**What is required**
Copy out the listing below, keeping every character as is.

►

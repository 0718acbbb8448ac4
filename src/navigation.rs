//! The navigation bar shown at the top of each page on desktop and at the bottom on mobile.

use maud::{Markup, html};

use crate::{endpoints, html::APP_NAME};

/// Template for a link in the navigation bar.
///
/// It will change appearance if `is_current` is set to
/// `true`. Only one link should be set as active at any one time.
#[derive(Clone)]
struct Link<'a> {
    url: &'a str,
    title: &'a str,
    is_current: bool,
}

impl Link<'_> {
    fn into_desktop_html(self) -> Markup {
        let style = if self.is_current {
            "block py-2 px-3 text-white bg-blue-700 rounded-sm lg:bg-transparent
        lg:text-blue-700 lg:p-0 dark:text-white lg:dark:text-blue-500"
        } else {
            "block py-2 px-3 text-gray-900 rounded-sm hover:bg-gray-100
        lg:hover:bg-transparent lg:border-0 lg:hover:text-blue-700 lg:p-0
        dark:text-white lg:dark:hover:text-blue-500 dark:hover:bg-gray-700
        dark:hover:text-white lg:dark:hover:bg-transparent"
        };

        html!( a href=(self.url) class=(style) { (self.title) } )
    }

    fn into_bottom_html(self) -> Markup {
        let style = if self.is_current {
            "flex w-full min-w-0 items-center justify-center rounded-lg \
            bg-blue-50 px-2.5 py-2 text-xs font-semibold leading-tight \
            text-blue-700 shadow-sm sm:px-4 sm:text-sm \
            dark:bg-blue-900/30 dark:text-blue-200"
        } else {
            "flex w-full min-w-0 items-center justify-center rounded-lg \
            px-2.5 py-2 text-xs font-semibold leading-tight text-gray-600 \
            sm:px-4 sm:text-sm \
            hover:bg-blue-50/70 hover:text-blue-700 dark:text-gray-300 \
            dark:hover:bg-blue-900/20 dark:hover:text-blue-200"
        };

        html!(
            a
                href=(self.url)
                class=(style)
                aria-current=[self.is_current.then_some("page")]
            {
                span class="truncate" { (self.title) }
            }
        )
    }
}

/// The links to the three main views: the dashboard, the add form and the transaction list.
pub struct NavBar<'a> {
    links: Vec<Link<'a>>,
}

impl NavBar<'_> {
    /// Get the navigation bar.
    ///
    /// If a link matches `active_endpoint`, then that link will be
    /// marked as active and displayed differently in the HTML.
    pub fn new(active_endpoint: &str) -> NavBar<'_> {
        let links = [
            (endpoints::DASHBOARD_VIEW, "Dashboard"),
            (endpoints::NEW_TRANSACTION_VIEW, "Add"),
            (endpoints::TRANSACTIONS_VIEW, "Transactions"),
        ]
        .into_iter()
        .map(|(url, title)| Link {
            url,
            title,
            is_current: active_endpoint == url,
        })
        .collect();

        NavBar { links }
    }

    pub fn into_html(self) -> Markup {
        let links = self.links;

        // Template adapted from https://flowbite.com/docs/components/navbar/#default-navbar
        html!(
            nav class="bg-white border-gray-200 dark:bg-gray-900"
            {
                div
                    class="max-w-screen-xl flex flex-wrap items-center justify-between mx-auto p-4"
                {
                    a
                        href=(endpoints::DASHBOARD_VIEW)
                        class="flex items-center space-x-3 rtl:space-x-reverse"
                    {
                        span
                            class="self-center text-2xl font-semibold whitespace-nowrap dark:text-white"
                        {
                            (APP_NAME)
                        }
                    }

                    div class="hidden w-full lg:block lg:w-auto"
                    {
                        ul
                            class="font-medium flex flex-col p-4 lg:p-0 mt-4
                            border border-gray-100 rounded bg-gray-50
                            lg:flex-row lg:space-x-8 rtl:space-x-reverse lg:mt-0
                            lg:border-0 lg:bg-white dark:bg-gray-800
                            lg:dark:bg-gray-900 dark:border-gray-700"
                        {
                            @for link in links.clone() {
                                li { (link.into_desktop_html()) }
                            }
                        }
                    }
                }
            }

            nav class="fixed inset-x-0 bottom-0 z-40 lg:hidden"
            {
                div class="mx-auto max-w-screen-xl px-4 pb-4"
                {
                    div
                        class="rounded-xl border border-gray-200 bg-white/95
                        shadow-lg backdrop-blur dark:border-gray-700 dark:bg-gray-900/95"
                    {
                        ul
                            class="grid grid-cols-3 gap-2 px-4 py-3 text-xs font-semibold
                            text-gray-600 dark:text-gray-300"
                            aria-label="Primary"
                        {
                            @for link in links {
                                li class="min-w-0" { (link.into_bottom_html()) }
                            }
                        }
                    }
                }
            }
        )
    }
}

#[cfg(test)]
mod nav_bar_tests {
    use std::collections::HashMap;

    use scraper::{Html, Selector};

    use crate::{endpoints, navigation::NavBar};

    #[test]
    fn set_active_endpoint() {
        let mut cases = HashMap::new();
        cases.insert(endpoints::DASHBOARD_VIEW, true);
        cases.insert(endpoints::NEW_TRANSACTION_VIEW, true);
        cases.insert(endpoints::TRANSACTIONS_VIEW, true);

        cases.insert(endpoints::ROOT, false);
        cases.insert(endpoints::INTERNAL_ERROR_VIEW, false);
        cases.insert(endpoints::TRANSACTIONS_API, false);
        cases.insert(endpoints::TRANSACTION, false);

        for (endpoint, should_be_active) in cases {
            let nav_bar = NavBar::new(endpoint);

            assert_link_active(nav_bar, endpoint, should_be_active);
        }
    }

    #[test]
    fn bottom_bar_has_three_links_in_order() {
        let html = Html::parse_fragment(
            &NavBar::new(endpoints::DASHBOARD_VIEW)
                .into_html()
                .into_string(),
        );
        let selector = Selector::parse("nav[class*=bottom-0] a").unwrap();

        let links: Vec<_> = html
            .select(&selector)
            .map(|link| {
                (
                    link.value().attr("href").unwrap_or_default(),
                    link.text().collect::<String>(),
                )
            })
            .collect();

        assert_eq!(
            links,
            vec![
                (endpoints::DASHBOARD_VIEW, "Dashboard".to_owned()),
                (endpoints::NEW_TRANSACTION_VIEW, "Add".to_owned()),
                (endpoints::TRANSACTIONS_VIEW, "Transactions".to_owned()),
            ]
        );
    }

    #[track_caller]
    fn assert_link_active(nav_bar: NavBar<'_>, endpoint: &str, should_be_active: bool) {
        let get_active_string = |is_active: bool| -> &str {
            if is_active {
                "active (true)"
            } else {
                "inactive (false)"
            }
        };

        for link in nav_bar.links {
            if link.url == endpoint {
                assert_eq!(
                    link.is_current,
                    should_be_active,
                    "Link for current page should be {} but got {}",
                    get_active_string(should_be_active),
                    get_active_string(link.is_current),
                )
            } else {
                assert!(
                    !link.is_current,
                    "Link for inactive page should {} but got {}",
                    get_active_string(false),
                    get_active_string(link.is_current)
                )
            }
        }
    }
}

◄

**Response to this exercise**
repository 0718acbbb8448ac4
filename src/navigation.rs
//! The navigation bar shown at the top of each page on desktop and at the bottom on mobile.

use maud::{Markup, html};

use crate::{endpoints, html::APP_NAME};

/// Template for a link in the navigation bar.
///
/// It will change appearance if `is_current` is set to
/// `true`. Only one link should be set as active at any one time.
#[derive(Clone)]
struct Link<'a> {
    url: &'a str,
    title: &'a str,
    is_current: bool,
}

impl Link<'_> {
    fn into_desktop_html(self) -> Markup {
        let style = if self.is_current {
            "block py-2 px-3 text-white bg-blue-700 rounded-sm lg:bg-transparent
        lg:text-blue-700 lg:p-0 dark:text-white lg:dark:text-blue-500"
        } else {
            "block py-2 px-3 text-gray-900 rounded-sm hover:bg-gray-100
        lg:hover:bg-transparent lg:border-0 lg:hover:text-blue-700 lg:p-0
        dark:text-white lg:dark:hover:text-blue-500 dark:hover:bg-gray-700
        dark:hover:text-white lg:dark:hover:bg-transparent"
        };

        html!( a href=(self.url) class=(style) { (self.title) } )
    }

    fn into_bottom_html(self) -> Markup {
        let style = if self.is_current {
            "flex w-full min-w-0 items-center justify-center rounded-lg \
            bg-blue-50 px-2.5 py-2 text-xs font-semibold leading-tight \
            text-blue-700 shadow-sm sm:px-4 sm:text-sm \
            dark:bg-blue-900/30 dark:text-blue-200"
        } else {
            "flex w-full min-w-0 items-center justify-center rounded-lg \
            px-2.5 py-2 text-xs font-semibold leading-tight text-gray-600 \
            sm:px-4 sm:text-sm \
            hover:bg-blue-50/70 hover:text-blue-700 dark:text-gray-300 \
            dark:hover:bg-blue-900/20 dark:hover:text-blue-200"
        };

        html!(
            a
                href=(self.url)
                class=(style)
                aria-current=[self.is_current.then_some("page")]
            {
                span class="truncate" { (self.title) }
            }
        )
    }
}

/// The links to the three main views: the dashboard, the add form and the transaction list.
pub struct NavBar<'a> {
    links: Vec<Link<'a>>,
}

impl NavBar<'_> {
    /// Get the navigation bar.
    ///
    /// If a link matches `active_endpoint`, then that link will be
    /// marked as active and displayed differently in the HTML.
    pub fn new(active_endpoint: &str) -> NavBar<'_> {
        let links = [
            (endpoints::DASHBOARD_VIEW, "Dashboard"),
            (endpoints::NEW_TRANSACTION_VIEW, "Add"),
            (endpoints::TRANSACTIONS_VIEW, "Transactions"),
        ]
        .into_iter()
        .map(|(url, title)| Link {
            url,
            title,
            is_current: active_endpoint == url,
        })
        .collect();

        NavBar { links }
    }

    pub fn into_html(self) -> Markup {
        let links = self.links;

        // Template adapted from https://flowbite.com/docs/components/navbar/#default-navbar
        html!(
            nav class="bg-white border-gray-200 dark:bg-gray-900"
            {
                div
                    class="max-w-screen-xl flex flex-wrap items-center justify-between mx-auto p-4"
                {
                    a
                        href=(endpoints::DASHBOARD_VIEW)
                        class="flex items-center space-x-3 rtl:space-x-reverse"
                    {
                        span
                            class="self-center text-2xl font-semibold whitespace-nowrap dark:text-white"
                        {
                            (APP_NAME)
                        }
                    }

                    div class="hidden w-full lg:block lg:w-auto"
                    {
                        ul
                            class="font-medium flex flex-col p-4 lg:p-0 mt-4
                            border border-gray-100 rounded bg-gray-50
                            lg:flex-row lg:space-x-8 rtl:space-x-reverse lg:mt-0
                            lg:border-0 lg:bg-white dark:bg-gray-800
                            lg:dark:bg-gray-900 dark:border-gray-700"
                        {
                            @for link in links.clone() {
                                li { (link.into_desktop_html()) }
                            }
                        }
                    }
                }
            }

            nav class="fixed inset-x-0 bottom-0 z-40 lg:hidden"
            {
                div class="mx-auto max-w-screen-xl px-4 pb-4"
                {
                    div
                        class="rounded-xl border border-gray-200 bg-white/95
                        shadow-lg backdrop-blur dark:border-gray-700 dark:bg-gray-900/95"
                    {
                        ul
                            class="grid grid-cols-3 gap-2 px-4 py-3 text-xs font-semibold
                            text-gray-600 dark:text-gray-300"
                            aria-label="Primary"
                        {
                            @for link in links {
                                li class="min-w-0" { (link.into_bottom_html()) }
                            }
                        }
                    }
                }
            }
        )
    }
}

#[cfg(test)]
mod nav_bar_tests {
    use std::collections::HashMap;

    use scraper::{Html, Selector};

    use crate::{endpoints, navigation::NavBar};

    #[test]
    fn set_active_endpoint() {
        let mut cases = HashMap::new();
        cases.insert(endpoints::DASHBOARD_VIEW, true);
        cases.insert(endpoints::NEW_TRANSACTION_VIEW, true);
        cases.insert(endpoints::TRANSACTIONS_VIEW, true);

        cases.insert(endpoints::ROOT, false);
        cases.insert(endpoints::INTERNAL_ERROR_VIEW, false);
        cases.insert(endpoints::TRANSACTIONS_API, false);
        cases.insert(endpoints::TRANSACTION, false);

        for (endpoint, should_be_active) in cases {
            let nav_bar = NavBar::new(endpoint);

            assert_link_active(nav_bar, endpoint, should_be_active);
        }
    }

    #[test]
    fn bottom_bar_has_three_links_in_order() {
        let html = Html::parse_fragment(
            &NavBar::new(endpoints::DASHBOARD_VIEW)
                .into_html()
                .into_string(),
        );
        let selector = Selector::parse("nav[class*=bottom-0] a").unwrap();

        let links: Vec<_> = html
            .select(&selector)
            .map(|link| {
                (
                    link.value().attr("href").unwrap_or_default(),
                    link.text().collect::<String>(),
                )
            })
            .collect();

        assert_eq!(
            links,
            vec![
                (endpoints::DASHBOARD_VIEW, "Dashboard".to_owned()),
                (endpoints::NEW_TRANSACTION_VIEW, "Add".to_owned()),
                (endpoints::TRANSACTIONS_VIEW, "Transactions".to_owned()),
            ]
        );
    }

    #[track_caller]
    fn assert_link_active(nav_bar: NavBar<'_>, endpoint: &str, should_be_active: bool) {
        let get_active_string = |is_active: bool| -> &str {
            if is_active {
                "active (true)"
            } else {
                "inactive (false)"
            }
        };

        for link in nav_bar.links {
            if link.url == endpoint {
                assert_eq!(
                    link.is_current,
                    should_be_active,
                    "Link for current page should be {} but got {}",
                    get_active_string(should_be_active),
                    get_active_string(link.is_current),
                )
            } else {
                assert!(
                    !link.is_current,
                    "Link for inactive page should {} but got {}",
                    get_active_string(false),
                    get_active_string(link.is_current)
                )
            }
        }
    }
}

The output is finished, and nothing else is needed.